Honeybees have two stomachs, one that is basically a bag in which they can carry nectar (and honey) which they can deliver into comb cells and to feed larvae and the queen (who is too busy to feed herself), and one that they digest in and which they can't vomit up from. When they swarm/abscond they gorge themselves, filling both stomachs, and fly off with the queen to a new place, then they use all that stored up honey to make new comb in which to start making honey and new bees.

Feral honeybees need every drop of honey they make.

Domesticated honeybees -which are the same as feral honeybees, just in captivity- overproduce only because the beekeeper will manage their desire for space and reproduction so as to make them need much less of the honey they make, and therefore they have a large surplus that the beekeeper takes.

(Well, not all beekeepers produce honey. Some of them also or instead produce queens, nucs, hives, and/or propolis.)

afandian 5 days ago | parent | prev [-]

They use it to keep warm and alive over winter.

Or a cold or dry patch. A weekend of torrential rain can put a dent in the honey stores.

Beekeepers typically replace it with sugar syrup which obviously lacks the nutrients they are evolved for. So you can buy sugar with additives.
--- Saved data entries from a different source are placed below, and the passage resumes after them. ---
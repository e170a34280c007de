//! Parquet snapshot reader.
//!
//! Daily transaction snapshots are serialized tables. Column types are taken
//! from the file; integer, float, boolean, string, date and datetime columns
//! map onto `FieldValue`. Anything else is carried as its display string.

use super::error::DataError;
use crate::record::{Dataset, FieldValue};
use chrono::DateTime;
use polars::prelude::*;
use std::fs;
use std::path::Path;

/// Read one Parquet snapshot into a dataset.
pub fn read_snapshot(path: &Path) -> Result<Dataset, DataError> {
    let file = fs::File::open(path).map_err(|e| DataError::io(path, e))?;
    let df = ParquetReader::new(file)
        .finish()
        .map_err(|e| DataError::parse(path, format!("read parquet: {e}")))?;

    dataframe_to_dataset(&df).map_err(|e| DataError::parse(path, format!("column read: {e}")))
}

/// Convert a DataFrame into a row-oriented dataset.
pub fn dataframe_to_dataset(df: &DataFrame) -> Result<Dataset, PolarsError> {
    let columns: Vec<String> = df
        .get_column_names()
        .iter()
        .map(|name| name.to_string())
        .collect();
    let series: Vec<&Series> = df
        .get_columns()
        .iter()
        .map(|c| c.as_materialized_series())
        .collect();

    let mut dataset = Dataset::new(columns);
    for i in 0..df.height() {
        let mut row = Vec::with_capacity(series.len());
        for s in &series {
            row.push(any_to_field(s.get(i)?));
        }
        dataset
            .push_row(row)
            .map_err(|e| PolarsError::ComputeError(e.to_string().into()))?;
    }

    Ok(dataset)
}

fn any_to_field(value: AnyValue<'_>) -> FieldValue {
    match value {
        AnyValue::Null => FieldValue::Null,
        AnyValue::Boolean(v) => FieldValue::Bool(v),
        AnyValue::Int8(v) => FieldValue::Int(v.into()),
        AnyValue::Int16(v) => FieldValue::Int(v.into()),
        AnyValue::Int32(v) => FieldValue::Int(v.into()),
        AnyValue::Int64(v) => FieldValue::Int(v),
        AnyValue::UInt8(v) => FieldValue::Int(v.into()),
        AnyValue::UInt16(v) => FieldValue::Int(v.into()),
        AnyValue::UInt32(v) => FieldValue::Int(v.into()),
        AnyValue::UInt64(v) => match i64::try_from(v) {
            Ok(v) => FieldValue::Int(v),
            Err(_) => FieldValue::Float(v as f64),
        },
        AnyValue::Float32(v) => FieldValue::Float(v.into()),
        AnyValue::Float64(v) => FieldValue::Float(v),
        AnyValue::String(s) => FieldValue::Str(s.to_string()),
        AnyValue::StringOwned(s) => FieldValue::Str(s.to_string()),
        AnyValue::Date(days) => DateTime::from_timestamp(i64::from(days) * 86_400, 0)
            .map(|dt| FieldValue::Timestamp(dt.naive_utc()))
            .unwrap_or(FieldValue::Null),
        AnyValue::Datetime(v, unit, _) => {
            let dt = match unit {
                TimeUnit::Nanoseconds => Some(DateTime::from_timestamp_nanos(v)),
                TimeUnit::Microseconds => DateTime::from_timestamp_micros(v),
                TimeUnit::Milliseconds => DateTime::from_timestamp_millis(v),
            };
            dt.map(|dt| FieldValue::Timestamp(dt.naive_utc()))
                .unwrap_or(FieldValue::Null)
        }
        other => FieldValue::Str(other.to_string()),
    }
}

#[cfg(test)]
mod tests {
    use super::*;

    fn write_parquet(df: &mut DataFrame, path: &Path) {
        let file = fs::File::create(path).unwrap();
        ParquetWriter::new(file).finish(df).unwrap();
    }

    #[test]
    fn reads_typed_columns() {
        let dir = tempfile::tempdir().unwrap();
        let path = dir.path().join("2020-05-01.parquet");

        let mut df = DataFrame::new(vec![
            Column::new("TRANSACTION_ID".into(), vec![1i64, 0]),
            Column::new("AMOUNT".into(), vec![Some(12.5f64), None]),
            Column::new("TX_FRAUD".into(), vec![true, false]),
            Column::new("TERMINAL".into(), vec!["T1", "T2"]),
        ])
        .unwrap();
        write_parquet(&mut df, &path);

        let ds = read_snapshot(&path).unwrap();
        assert_eq!(ds.columns(), &["TRANSACTION_ID", "AMOUNT", "TX_FRAUD", "TERMINAL"]);
        assert_eq!(ds.len(), 2);

        let first = ds.record(0).unwrap();
        assert_eq!(first.get("TRANSACTION_ID"), Some(&FieldValue::Int(1)));
        assert_eq!(first.get("AMOUNT"), Some(&FieldValue::Float(12.5)));
        assert_eq!(first.get("TX_FRAUD"), Some(&FieldValue::Bool(true)));
        assert_eq!(first.get("TERMINAL"), Some(&FieldValue::Str("T1".into())));
        assert_eq!(ds.record(1).unwrap().get("AMOUNT"), Some(&FieldValue::Null));
    }

    #[test]
    fn datetime_columns_become_timestamps() {
        let dir = tempfile::tempdir().unwrap();
        let path = dir.path().join("2020-05-01.parquet");

        let millis = 1_588_291_201_000i64;
        let mut df = DataFrame::new(vec![Column::new("TX_DATETIME".into(), vec![millis])
            .cast(&DataType::Datetime(TimeUnit::Milliseconds, None))
            .unwrap()])
        .unwrap();
        write_parquet(&mut df, &path);

        let ds = read_snapshot(&path).unwrap();
        let ts = ds.record(0).unwrap().get("TX_DATETIME").unwrap().as_timestamp();
        assert_eq!(ts.map(|t| t.and_utc().timestamp_millis()), Some(millis));
    }

    #[test]
    fn garbage_file_is_parse_error() {
        let dir = tempfile::tempdir().unwrap();
        let path = dir.path().join("2020-05-01.parquet");
        fs::write(&path, b"definitely not parquet").unwrap();

        let err = read_snapshot(&path).unwrap_err();
        assert!(err.is_recoverable(), "expected parse error, got {err}");
    }
}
card_zero 5 days ago | parent | prev [-]

Or unhappy about it.

yesfitz 5 days ago | parent [-]

I can tell you that they were always angry when I opened the hives. Plenty of stingers left in my beesuit as proof.

cryptonector 5 days ago | parent | prev | next [-]

> Bees make way more than they can use.

When in captivity. In the wild they make what they'll need to abscond or swarm when the time comes, and they do really take all of it with them in those cases.

tptacek 4 days ago | parent [-]

If we're talking about North America, they don't belong in the wild here.

cryptonector 4 days ago | parent [-]

And how do you plan to remove them?

likpok 4 days ago | parent [-]

The varroa mite has been pretty effective at removing them so far. Today honeybees are essentially livestock, to the point where any given bee you see is very likely owned by someone.

cryptonector 4 days ago | parent [-]

I can't find any data to back that up. On the contrary, it seems there's about 1.4 colonies per square mile in the U.S. Varroa has not been an existential threat to feral honeybees, and almost certainly has hit them much less hard than commercial honeybees because feral honeybees swarm much more often, which means they reproduce more often (thus get to adapt faster) and abandon old comb more often (which helps fight lots of diseases).

tptacek 4 days ago | parent [-]

I'm not sure if the comment you're replying to is ironic, since it's repeating almost word-for-word my own honeybee rant, but Varroa mites drove feral honeybees in the US to extinction in the 1990s.

(There are lots of escaped, unmanaged honeybee colonies in North America, but it's unclear how many true feral colonies there are --- true feral colonies overwinter and reproduce).